Dividing an application into microservices

One of about 300 papers at http://avancier.website. Copyright 2014-17 Graham Berrisford. Last updated 14/03/2017 20:15

 

This paper is a supplement to introducing microservices - a paper you might want to read first.

An EA vision of the 1980s  – one enterprise-wide application – wholly centralised data management – is no longer achievable

The much touted ‘single-version-of –the-truth’ can usually be achieved only with a segment of the enterprise.

But microservices are smaller than applications let alone enterprise segments.

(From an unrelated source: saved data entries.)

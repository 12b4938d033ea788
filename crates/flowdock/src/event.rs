//! Stream record decoding and reply-anchor correlation.
//!
//! A record is decoded twice: once into an [`Envelope`] to read the `event`
//! discriminator and author, then into the shape that event kind uses.

use {
    regex::Regex,
    serde::{Deserialize, Deserializer},
    tracing::trace,
};

use crate::{error::Result, stream::RawEvent};

const EVENT_MESSAGE: &str = "message";
const EVENT_MESSAGE_EDIT: &str = "message-edit";
const EVENT_COMMENT: &str = "comment";

#[derive(Debug, Clone, Copy, PartialEq, Eq)]
pub enum EventKind {
    NewMessage,
    EditedMessage,
    ThreadedComment,
}

impl std::fmt::Display for EventKind {
    fn fmt(&self, f: &mut std::fmt::Formatter<'_>) -> std::fmt::Result {
        f.write_str(match self {
            Self::NewMessage => EVENT_MESSAGE,
            Self::EditedMessage => EVENT_MESSAGE_EDIT,
            Self::ThreadedComment => EVENT_COMMENT,
        })
    }
}

/// A stream record reduced to what the dispatcher and reply poster need.
#[derive(Debug, Clone, PartialEq, Eq)]
pub struct CorrelatedEvent {
    pub kind: EventKind,
    /// Text to classify.
    pub text: String,
    /// Message a reply must be threaded under.
    pub anchor_id: i64,
    /// Flow the record arrived on.
    pub channel_id: String,
    pub author_id: String,
}

#[derive(Debug, Clone, PartialEq, Eq)]
pub enum Correlation {
    Event(CorrelatedEvent),
    /// Our own output, or an event kind we do not react to.
    Ignore,
}

#[derive(Debug, Deserialize)]
struct Envelope {
    event: String,
    #[serde(default, deserialize_with = "author_id")]
    user: Option<String>,
}

#[derive(Debug, Deserialize)]
struct MessageRecord {
    id: i64,
    flow: String,
    content: String,
    #[serde(default, deserialize_with = "author_id")]
    user: Option<String>,
}

#[derive(Debug, Deserialize)]
struct EditRecord {
    id: i64,
    flow: String,
    content: EditContent,
    #[serde(default, deserialize_with = "author_id")]
    user: Option<String>,
}

#[derive(Debug, Deserialize)]
struct EditContent {
    updated_content: String,
}

#[derive(Debug, Deserialize)]
struct CommentRecord {
    id: i64,
    flow: String,
    content: CommentContent,
    #[serde(default)]
    tags: Vec<String>,
    #[serde(default, deserialize_with = "author_id")]
    user: Option<String>,
}

#[derive(Debug, Deserialize)]
struct CommentContent {
    text: String,
}

/// Flowdock sends user ids as strings on some events and as numbers on
/// others.
fn author_id<'de, D: Deserializer<'de>>(
    deserializer: D,
) -> std::result::Result<Option<String>, D::Error> {
    #[derive(Deserialize)]
    #[serde(untagged)]
    enum Raw {
        Text(String),
        Number(i64),
    }
    Ok(Option::<Raw>::deserialize(deserializer)?.map(|raw| match raw {
        Raw::Text(s) => s,
        Raw::Number(n) => n.to_string(),
    }))
}

/// Maps raw stream records to [`Correlation`]s.
pub struct EventCorrelator {
    bot_user_id: Option<String>,
    anchor_tag: Regex,
}

impl EventCorrelator {
    /// `anchor_tag` must have one capture group holding the numeric id of the
    /// message a comment belongs to.
    pub fn new(bot_user_id: Option<String>, anchor_tag: Regex) -> Self {
        Self {
            bot_user_id,
            anchor_tag,
        }
    }

    pub fn bot_user_id(&self) -> Option<&str> {
        self.bot_user_id.as_deref()
    }

    /// Decode one record. Errors are [`crate::Error::Decode`] and only
    /// concern this record.
    pub fn correlate(&self, raw: &RawEvent) -> Result<Correlation> {
        let bytes = raw.as_bytes();
        let envelope: Envelope = serde_json::from_slice(bytes)?;

        let kind = match envelope.event.as_str() {
            EVENT_MESSAGE => EventKind::NewMessage,
            EVENT_MESSAGE_EDIT => EventKind::EditedMessage,
            EVENT_COMMENT => EventKind::ThreadedComment,
            other => {
                trace!(event = other, "ignoring event kind");
                return Ok(Correlation::Ignore);
            },
        };
        if self.is_self(envelope.user.as_deref()) {
            trace!(kind = %kind, "ignoring our own event");
            return Ok(Correlation::Ignore);
        }

        let event = match kind {
            EventKind::NewMessage => {
                let record: MessageRecord = serde_json::from_slice(bytes)?;
                CorrelatedEvent {
                    kind,
                    text: record.content,
                    anchor_id: record.id,
                    channel_id: record.flow,
                    author_id: record.user.unwrap_or_default(),
                }
            },
            EventKind::EditedMessage => {
                let record: EditRecord = serde_json::from_slice(bytes)?;
                CorrelatedEvent {
                    kind,
                    text: record.content.updated_content,
                    anchor_id: record.id,
                    channel_id: record.flow,
                    author_id: record.user.unwrap_or_default(),
                }
            },
            EventKind::ThreadedComment => {
                let record: CommentRecord = serde_json::from_slice(bytes)?;
                let anchor_id = self.anchor_from_tags(&record.tags).unwrap_or(record.id);
                CorrelatedEvent {
                    kind,
                    text: record.content.text,
                    anchor_id,
                    channel_id: record.flow,
                    author_id: record.user.unwrap_or_default(),
                }
            },
        };
        Ok(Correlation::Event(event))
    }

    fn is_self(&self, author: Option<&str>) -> bool {
        matches!((self.bot_user_id.as_deref(), author), (Some(bot), Some(user)) if bot == user)
    }

    /// The last tag matching the cross-reference pattern wins.
    fn anchor_from_tags(&self, tags: &[String]) -> Option<i64> {
        tags.iter()
            .filter_map(|tag| self.anchor_tag.captures(tag))
            .filter_map(|caps| caps.get(1)?.as_str().parse::<i64>().ok())
            .last()
    }
}

#[allow(clippy::unwrap_used, clippy::expect_used)]
#[cfg(test)]
mod tests {
    use {super::*, crate::Error, rstest::rstest};

    const BOT: &str = "77156";

    fn correlator() -> EventCorrelator {
        EventCorrelator::new(
            Some(BOT.into()),
            Regex::new(cortex_config::schema::DEFAULT_ANCHOR_TAG_PATTERN).unwrap(),
        )
    }

    fn event(raw: &'static str) -> CorrelatedEvent {
        match correlator().correlate(&RawEvent::from(raw)).unwrap() {
            Correlation::Event(e) => e,
            Correlation::Ignore => panic!("expected an event for {raw}"),
        }
    }

    #[test]
    fn message_uses_content_and_own_id() {
        let e = event(
            r#"{"event":"message","tags":[],"uuid":"x","persist":true,"id":4521,
               "flow":"flow-1","content":"turn the light one on please","sent":1,"user":"31347"}"#,
        );
        assert_eq!(e, CorrelatedEvent {
            kind: EventKind::NewMessage,
            text: "turn the light one on please".into(),
            anchor_id: 4521,
            channel_id: "flow-1".into(),
            author_id: "31347".into(),
        });
    }

    #[test]
    fn edit_uses_updated_content() {
        let e = event(
            r#"{"event":"message-edit","id":99,"flow":"flow-1","user":31347,
               "content":{"message":4521,"updated_content":"it is 20 C"}}"#,
        );
        assert_eq!(e.kind, EventKind::EditedMessage);
        assert_eq!(e.text, "it is 20 C");
        assert_eq!(e.anchor_id, 99);
        assert_eq!(e.author_id, "31347");
    }

    #[test]
    fn comment_tag_overrides_anchor() {
        let e = event(
            r#"{"event":"comment","id":700,"flow":"flow-1","user":"31347",
               "tags":[":thread","influx:4521"],
               "content":{"title":"original","text":"look at #45"}}"#,
        );
        assert_eq!(e.kind, EventKind::ThreadedComment);
        assert_eq!(e.text, "look at #45");
        assert_eq!(e.anchor_id, 4521);
    }

    #[test]
    fn comment_without_tag_keeps_own_id() {
        let e = event(
            r#"{"event":"comment","id":700,"flow":"flow-1","user":"1",
               "tags":["influx:notanumber","other:5"],"content":{"title":"","text":"hi"}}"#,
        );
        assert_eq!(e.anchor_id, 700);
    }

    #[test]
    fn custom_anchor_pattern() {
        let correlator = EventCorrelator::new(None, Regex::new(r"^parent=(\d+)$").unwrap());
        let raw = RawEvent::from(
            r#"{"event":"comment","id":1,"flow":"f","tags":["influx:2","parent=3"],
               "content":{"text":"x"}}"#,
        );
        let Correlation::Event(e) = correlator.correlate(&raw).unwrap() else {
            panic!("expected event");
        };
        assert_eq!(e.anchor_id, 3);
    }

    #[rstest]
    #[case(r#"{"event":"activity.user","user":"1","content":{"last_activity":1}}"#)]
    #[case(r#"{"event":"action","user":"1","content":{"type":"join"}}"#)]
    #[case(r#"{"event":"tag-change","id":1,"flow":"f","content":{"add":["x"]}}"#)]
    #[case(r#"{"event":"file","id":1,"flow":"f","content":{"path":"/a"}}"#)]
    fn other_event_kinds_are_ignored(#[case] raw: &'static str) {
        assert_eq!(
            correlator().correlate(&RawEvent::from(raw)).unwrap(),
            Correlation::Ignore
        );
    }

    #[rstest]
    #[case(r#"{"event":"comment","id":5,"flow":"f","user":"77156","tags":["influx:9"],"content":{"text":"Which is 68F"}}"#)]
    #[case(r#"{"event":"comment","id":5,"flow":"f","user":77156,"tags":[],"content":{"text":"x"}}"#)]
    #[case(r#"{"event":"message","id":5,"flow":"f","user":"77156","content":"Turning light 1 on"}"#)]
    fn own_events_are_ignored(#[case] raw: &'static str) {
        assert_eq!(
            correlator().correlate(&RawEvent::from(raw)).unwrap(),
            Correlation::Ignore
        );
    }

    #[test]
    fn nothing_is_suppressed_without_bot_id() {
        let correlator = EventCorrelator::new(
            None,
            Regex::new(cortex_config::schema::DEFAULT_ANCHOR_TAG_PATTERN).unwrap(),
        );
        let raw =
            RawEvent::from(r#"{"event":"message","id":5,"flow":"f","user":"77156","content":"x"}"#);
        assert!(matches!(
            correlator.correlate(&raw).unwrap(),
            Correlation::Event(_)
        ));
    }

    #[rstest]
    #[case("not json at all")]
    #[case(r#"{"id":1}"#)]
    #[case(r#"{"event":"message","id":"abc","flow":"f","content":"x"}"#)]
    #[case(r#"{"event":"message-edit","id":1,"flow":"f","content":"flat"}"#)]
    #[case(r#"{"event":"comment","id":1,"flow":"f","content":{"title":"no text"}}"#)]
    fn malformed_records_are_decode_errors(#[case] raw: &'static str) {
        assert!(matches!(
            correlator().correlate(&RawEvent::from(raw)),
            Err(Error::Decode(_))
        ));
    }
}
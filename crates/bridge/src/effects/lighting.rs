use std::sync::Arc;

use {
    cortex_actuator::Actuator,
    cortex_flowdock::ReplyOutcome,
    cortex_intent::LightState,
    tracing::{info, warn},
};

pub struct LightingEffect {
    actuator: Arc<dyn Actuator>,
}

impl LightingEffect {
    pub fn new(actuator: Arc<dyn Actuator>) -> Self {
        Self { actuator }
    }

    /// Switch the light and describe what happened. A controller failure is
    /// reported in the reply rather than dropped.
    pub async fn apply(&self, target_id: u32, state: LightState) -> ReplyOutcome {
        match self.actuator.apply(target_id, state).await {
            Ok(()) => {
                info!(target_id, state = %state, "light switched");
                ReplyOutcome::message(format!("Turning light {target_id} {state}"))
            },
            Err(e) => {
                warn!(target_id, state = %state, error = %e, "light controller failed");
                ReplyOutcome::message(format!("Could not turn light {target_id} {state}: {e}"))
            },
        }
    }
}
#[derive(Debug, thiserror::Error)]
pub enum Error {
    #[error(transparent)]
    Config(#[from] cortex_config::Error),

    #[error(transparent)]
    Flowdock(#[from] cortex_flowdock::Error),
}

impl Error {
    /// Whether the pipeline stopped for good.
    pub fn is_fatal(&self) -> bool {
        match self {
            Self::Config(_) => true,
            Self::Flowdock(e) => e.is_fatal(),
        }
    }
}

pub type Result<T> = std::result::Result<T, Error>;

So what is the scope of a microservice? How to divide one application into microservices?

This paper discusses two of Martin Fowler’s nine microservices principles:

·         Organisation around Business Capabilities

·         Decentralized data management

Contents

“Organisation around Business Capabilities”. 1

“Decentralized data management”. 3

Logical and physical decoupling. 3

Other design concerns. 5

On the impossibility of defining an enterprise-wide business data model 6

 

“Organisation around Business Capabilities”

 

Business capabilities as bounded contexts or domains

Fowler refers to Domain-Driven Design.

"DDD divides up a large system into Bounded Contexts, each of which can have a unified model - essentially a way of structuring MultipleCanonicalModels." Fowler

"Various factors draw boundaries between contexts.

Usually the dominant one is human culture, since models act as Ubiquitous Language, you need a different model when the language changes." Fowler

If your Bounded Contexts are so disparate they serve different populations using different terms and concepts, they will surely be different applications anyway.

 

Given disparate data structures, you will naturally design distinct applications to handle them.

Given a data structure in which all entities are related directly or indirectly, then however you divide it, you run into difficulties.

The smaller the partitions, the larger the difficulties, so modularising around normalised entities seems a non-starter

Even dividing the structure into aggregate entities feels like an attempt to force-fit OO design onto transaction processing.

 

“You also find multiple contexts within the same domain context, such as the separation between in-memory and relational database models in a single application.”

This boundary is set by the different way we represent models." Fowler

I don’t believe the model representation is important.

I believe the difference is between the structure of code that needs only a transient cache and the structure of persistent data.

The application layer code structure can be restructured while persistent data is sitting safely in the database.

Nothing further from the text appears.